Wednesday, October 26, 2005

Fuel Cells in the News

There's a brief article on the herald website today about fuel cells (how come it's on the website but in the paper? is web grammer dictated or does it evolve?). Fuel cells are my area of expertise so i guess i should be excited to see that they're mentioned in the news but alas, the Herald fails to meet my incredibly low standards for NZ MSM science reporting. What does a good science article include? At a first glance:
  1. Outline why this sci/tech thing is being researched at all
  2. Give a reasonable guide as to how it works, liberal use of analogies at this point is not just helpful but probably mandatory
  3. Feel free to point to other sources of information i.e. that webby thing that everyone keeps harping on about
Sad to say, i think the herald failed on all 3 points. Here's a near paragraph by paragraph list of their miserable failings:
  1. Why is Cannon developing an alternative to batteries? Don't know, the story didn't point this out.
  2. Fuel cells are like batteries but they are not batteries and a phrase such as "fuel-cell batteries" is just stupid.
  3. "Fuel-cell technology mixes hydrogen and oxygen to generate electricity". No they don't. Not even close. Mixing hydrogen and oxygen is always, ALWAYS a very bad idea. Fuel cells work by a far more subtle, and dare i use the word, elegant method that does not burn the fuel but still ends up with the combustion products (this has prompted me to write a post on fuel cells so i'll address how that happens soon)
  4. Skip the next two paragraphs, neither of these explain why fuel cells might be an attractive product for Cannon to develop, this must be the adver-tainment section.
  5. "While most of the development of tiny fuel cells is currently focused on devices that derive hydrogen from methanol, Canon is working on a system that supplies hydrogen directly from a refillable cartridge. ". This paragraph is actually coherant and not immediately false.

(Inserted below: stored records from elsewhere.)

//! Event dispatch.
//!
//! An [`Event`] is delivered to every agent it targets (every active agent
//! when it targets nobody in particular). Each recipient is handled
//! concurrently and independently: the content generator derives a memory
//! update, the memory and mood change are committed together, and then the
//! event may trigger a post or, for interaction prompts, a reaction.
//! Triggered posts skip the minimum-interval guard but not the busy guard.
//! One recipient failing never affects the others.

use chrono::{DateTime, Utc};
use futures::future::join_all;
use serde::{Deserialize, Serialize};
use tracing::{debug, info, warn};

use puppet_agents::recorded_post_id;
use puppet_types::{
    AgentId, Event, EventId, EventKind, InteractionPrompt, MemoryUpdate, PostId, Stimulus,
};

use crate::engine::{Counters, Engine, PostOutcome, PostRequest};
use crate::error::CoreError;
use crate::reaction::ReactionOutcome;

/// News at or below this importance only triggers a post by chance.
pub const NEWS_TRIGGER_IMPORTANCE: f64 = 0.7;

/// Chance that less important news triggers a post.
pub const NEWS_TRIGGER_PROBABILITY: f64 = 0.3;

/// Mood shifts moving arousal by more than this always trigger a post.
pub const MOOD_SHIFT_TRIGGER_AROUSAL: f64 = 0.3;

/// Chance that a smaller mood shift triggers a post.
pub const MOOD_SHIFT_TRIGGER_PROBABILITY: f64 = 0.2;

/// Whether an absorbed event makes the agent post about it.
///
/// `update` must already be clamped; `draw` is uniform in `[0, 1)`.
/// Interaction prompts never trigger a plain post.
pub fn should_trigger_post(kind: EventKind, update: &MemoryUpdate, draw: f64) -> bool {
    match kind {
        EventKind::News => {
            update.importance > NEWS_TRIGGER_IMPORTANCE || draw < NEWS_TRIGGER_PROBABILITY
        }
        EventKind::MoodShift => {
            update.arousal_delta.abs() > MOOD_SHIFT_TRIGGER_AROUSAL
                || draw < MOOD_SHIFT_TRIGGER_PROBABILITY
        }
        EventKind::InteractionPrompt => false,
    }
}

// ---------------------------------------------------------------------------
// Report
// ---------------------------------------------------------------------------

/// A post an event triggered.
#[derive(Debug, Clone, PartialEq, Serialize, Deserialize)]
pub struct TriggeredPost {
    /// Posting agent.
    pub agent_id: AgentId,
    /// What the post attempt produced.
    pub outcome: PostOutcome,
}

/// A reaction an interaction prompt triggered.
#[derive(Debug, Clone, PartialEq, Serialize, Deserialize)]
pub struct TriggeredReaction {
    /// Reacting agent.
    pub agent_id: AgentId,
    /// What the reaction did.
    pub outcome: ReactionOutcome,
}

/// A recipient the event could not be delivered to.
#[derive(Debug, Clone, PartialEq, Eq, Serialize, Deserialize)]
pub struct DispatchFailure {
    /// The recipient.
    pub agent_id: AgentId,
    /// What went wrong.
    pub reason: String,
}

/// Result of dispatching one event.
#[derive(Debug, Clone, PartialEq, Serialize, Deserialize)]
pub struct DispatchReport {
    /// The dispatched event.
    pub event_id: EventId,
    /// Agents that absorbed the event.
    pub delivered: Vec<AgentId>,
    /// Posts the event triggered.
    pub posts: Vec<TriggeredPost>,
    /// Reactions the event triggered.
    pub reactions: Vec<TriggeredReaction>,
    /// Recipients that failed.
    pub failures: Vec<DispatchFailure>,
}

enum FollowUp {
    None,
    Post(PostOutcome),
    Reaction(ReactionOutcome),
}

// ---------------------------------------------------------------------------
// Dispatch
// ---------------------------------------------------------------------------

impl Engine {
    /// Deliver an event to its recipients.
    pub async fn dispatch(&self, event: &Event) -> DispatchReport {
        Counters::bump(&self.counters.events, 1);
        let now = Utc::now();

        let mut failures = Vec::new();
        let recipients: Vec<AgentId> = if event.is_broadcast() {
            self.registry
                .active_handles()
                .await
                .iter()
                .map(|handle| handle.id().clone())
                .collect()
        } else {
            let mut known = Vec::with_capacity(event.target_agent_ids.len());
            for id in &event.target_agent_ids {
                if self.registry.find(id).await.is_some() {
                    known.push(id.clone());
                } else {
                    failures.push(DispatchFailure {
                        agent_id: id.clone(),
                        reason: CoreError::UnknownAgent(id.clone()).to_string(),
                    });
                }
            }
            known
        };
        info!(
            event_id = %event.id,
            kind = ?event.kind,
            recipients = recipients.len(),
            "Dispatching event"
        );

        let prompt = event.as_interaction_prompt();
        let results = join_all(
            recipients
                .iter()
                .map(|agent_id| self.deliver(agent_id, event, prompt.as_ref(), now)),
        )
        .await;

        let mut report = DispatchReport {
            event_id: event.id,
            delivered: Vec::with_capacity(recipients.len()),
            posts: Vec::new(),
            reactions: Vec::new(),
            failures,
        };
        for (agent_id, result) in recipients.into_iter().zip(results) {
            match result {
                Ok(follow_up) => {
                    match follow_up {
                        FollowUp::None => {}
                        FollowUp::Post(outcome) => report.posts.push(TriggeredPost {
                            agent_id: agent_id.clone(),
                            outcome,
                        }),
                        FollowUp::Reaction(outcome) => report.reactions.push(TriggeredReaction {
                            agent_id: agent_id.clone(),
                            outcome,
                        }),
                    }
                    report.delivered.push(agent_id);
                }
                Err(error) => {
                    warn!(agent_id = %agent_id, event_id = %event.id, error = %error, "Event delivery failed");
                    report.failures.push(DispatchFailure {
                        agent_id,
                        reason: error.to_string(),
                    });
                }
            }
        }
        report
    }

    /// Deliver an event on behalf of the monitoring surface.
    pub async fn trigger_event(&self, event: &Event) -> DispatchReport {
        self.dispatch(event).await
    }

    /// Absorb the event into one agent and run its follow-up.
    async fn deliver(
        &self,
        agent_id: &AgentId,
        event: &Event,
        prompt: Option<&InteractionPrompt>,
        now: DateTime<Utc>,
    ) -> Result<FollowUp, CoreError> {
        let handle = self.registry.get(agent_id).await?;
        let agent = handle.snapshot().await;
        let update = self
            .generator
            .generate_memory_update(&agent, event)
            .await
            .map_err(|error| self.collaborator_failure(&handle, error))?
            .clamped();
        handle.lock().await.absorb_event(event, &update, now);
        debug!(agent_id = %agent_id, importance = update.importance, "Event absorbed");

        if handle.is_stopped() {
            return Ok(FollowUp::None);
        }

        if let Some(prompt) = prompt {
            if prompt.initiator_id != *agent_id {
                return Ok(FollowUp::None);
            }
            let Some(stimulus) = self.prompt_stimulus(prompt, event).await else {
                warn!(
                    agent_id = %agent_id,
                    target_id = %prompt.target_id,
                    "Interaction prompt has no content to react to"
                );
                return Ok(FollowUp::None);
            };
            let outcome = self.react(agent_id, &stimulus).await?;
            return Ok(FollowUp::Reaction(outcome));
        }

        if !should_trigger_post(event.kind, &update, self.draw().await) {
            return Ok(FollowUp::None);
        }
        let request = PostRequest {
            instruction: Some(format!(
                "Write a post reacting to this: {}",
                event.summary()
            )),
            exempt_from_interval: true,
            ..PostRequest::default()
        };
        let outcome = self.create_post(agent_id, &request).await?;
        Ok(FollowUp::Post(outcome))
    }

    /// Stimulus representing the target's side of an interaction prompt:
    /// the payload content, else the target's most recent post.
    async fn prompt_stimulus(&self, prompt: &InteractionPrompt, event: &Event) -> Option<Stimulus> {
        let target = match self.registry.find(&prompt.target_id).await {
            Some(handle) => Some(handle.snapshot().await),
            None => None,
        };
        let latest = target.as_ref().and_then(|agent| agent.latest_post().cloned());

        let content = prompt
            .content
            .clone()
            .or_else(|| latest.as_ref().map(|item| item.content.clone()))?;
        let post_id = prompt
            .post_id
            .clone()
            .or_else(|| {
                prompt
                    .content
                    .is_none()
                    .then(|| latest.as_ref().and_then(recorded_post_id))
                    .flatten()
            })
            .unwrap_or_else(|| PostId::new(format!("event-{}", event.id)));

        Some(Stimulus {
            post_id,
            author_id: prompt.target_id.clone(),
            author_name: target.map(|agent| agent.name),
            content,
            ancestor_id: None,
            ancestor_author_id: None,
            ancestor: None,
            history: Vec::new(),
            is_direct_mention: false,
        })
    }
}

// ---------------------------------------------------------------------------
// Tests
// ---------------------------------------------------------------------------

#[cfg(test)]
mod tests {
    use super::*;

    fn update(importance: f64, arousal: f64) -> MemoryUpdate {
        MemoryUpdate {
            memory_text: String::new(),
            importance,
            valence_delta: 0.0,
            arousal_delta: arousal,
            dominance_delta: 0.0,
        }
    }

    #[test]
    fn important_news_always_triggers() {
        assert!(should_trigger_post(EventKind::News, &update(0.9, 0.0), 0.99));
        assert!(!should_trigger_post(EventKind::News, &update(0.7, 0.0), 0.5));
        assert!(should_trigger_post(EventKind::News, &update(0.1, 0.0), 0.29));
    }

    #[test]
    fn strong_mood_shifts_always_trigger() {
        assert!(should_trigger_post(EventKind::MoodShift, &update(0.0, -0.4), 0.99));
        assert!(!should_trigger_post(EventKind::MoodShift, &update(0.0, 0.3), 0.2));
        assert!(should_trigger_post(EventKind::MoodShift, &update(0.0, 0.0), 0.19));
    }

    #[test]
    fn interaction_prompts_never_post() {
        assert!(!should_trigger_post(EventKind::InteractionPrompt, &update(1.0, 0.5), 0.0));
    }
}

  6. "Canon's system would be more environmentally friendly because fuel cells that extract hydrogen from methanol emit some carbon dioxide as a byproduct. Fuel cells that use only hydrogen do not". False or at best misleading. You don't go out and pick up hydrogen off the beach, you have to make it, it is an energy carrier not an energy source. Using hydrogen at the point-of-use is merely displacing the emmissions of CO2 to the place where it was made/extracted from other molecules like natural gas or coal. Jeez, if i could just change one thing about reporting fuel cells, it would be this...
  7. "The Tokyo-based company has developed three prototypes. One is relatively large and would likely be used in a compact printer, another is the right size for a digital camera, and the smallest is about 3 cm by 4 cm for tinier mobile devices." I nearly gave this paragraph a tick until i realised they only give 2 dimensions for their smallest one. is it 3x4x300 cm?
  8. "Fuel cells promise longer battery life than existing lithium-ion batteries but there are several hurdles on the road to commercialization.". Fuel cells aren't batteries. This statement is analogous to 'cars with petrol can go further than electric cars', true but only if the car has more petrol than the electric car. fuel cells need fuel continuously on demand and don't store it in advance like a battery hence, depending on how much fuel you have it may last longer, the same or less than a battery. Oh yeah, WHAT HURDLES?? Don't you think this might be interesting? Would you get away with saying 'The NIH thinks curing cancer is a good idea but many hurdles remain'? Good grief, science loves problems, that's all it does on a daily basis, surely anyone reading this far into the article would appreciate an idea of what the big problems are? (hint: they run at about 100 degrees Celcius and emit hot steam, how does that work for consumer electronics??)
  9. "Canon has not yet decided on how to sell the product, but would likely refill the hydrogen cartridges at Canon outlets.". I'd say that's the least of its problems.
So on a score out of 10, this article gets 1/10 and thats only because 3 (non-essential) paragraphs were spell checked and not demonstrably false. Good grief, memo to Herald editors:
Dear NZ Herald,
Please stop publishing press releases as science articles or at the very least tag them as such. While you're at it, please hire a reporter that has a science degree and can at least look up technical issues in Wiki.
Oh yeah, don't assume all you're readers have a reading level equivalency of 12, feel free to sprinkle in something informative, well researched and shock/horror, that may require a little effort on their behalf.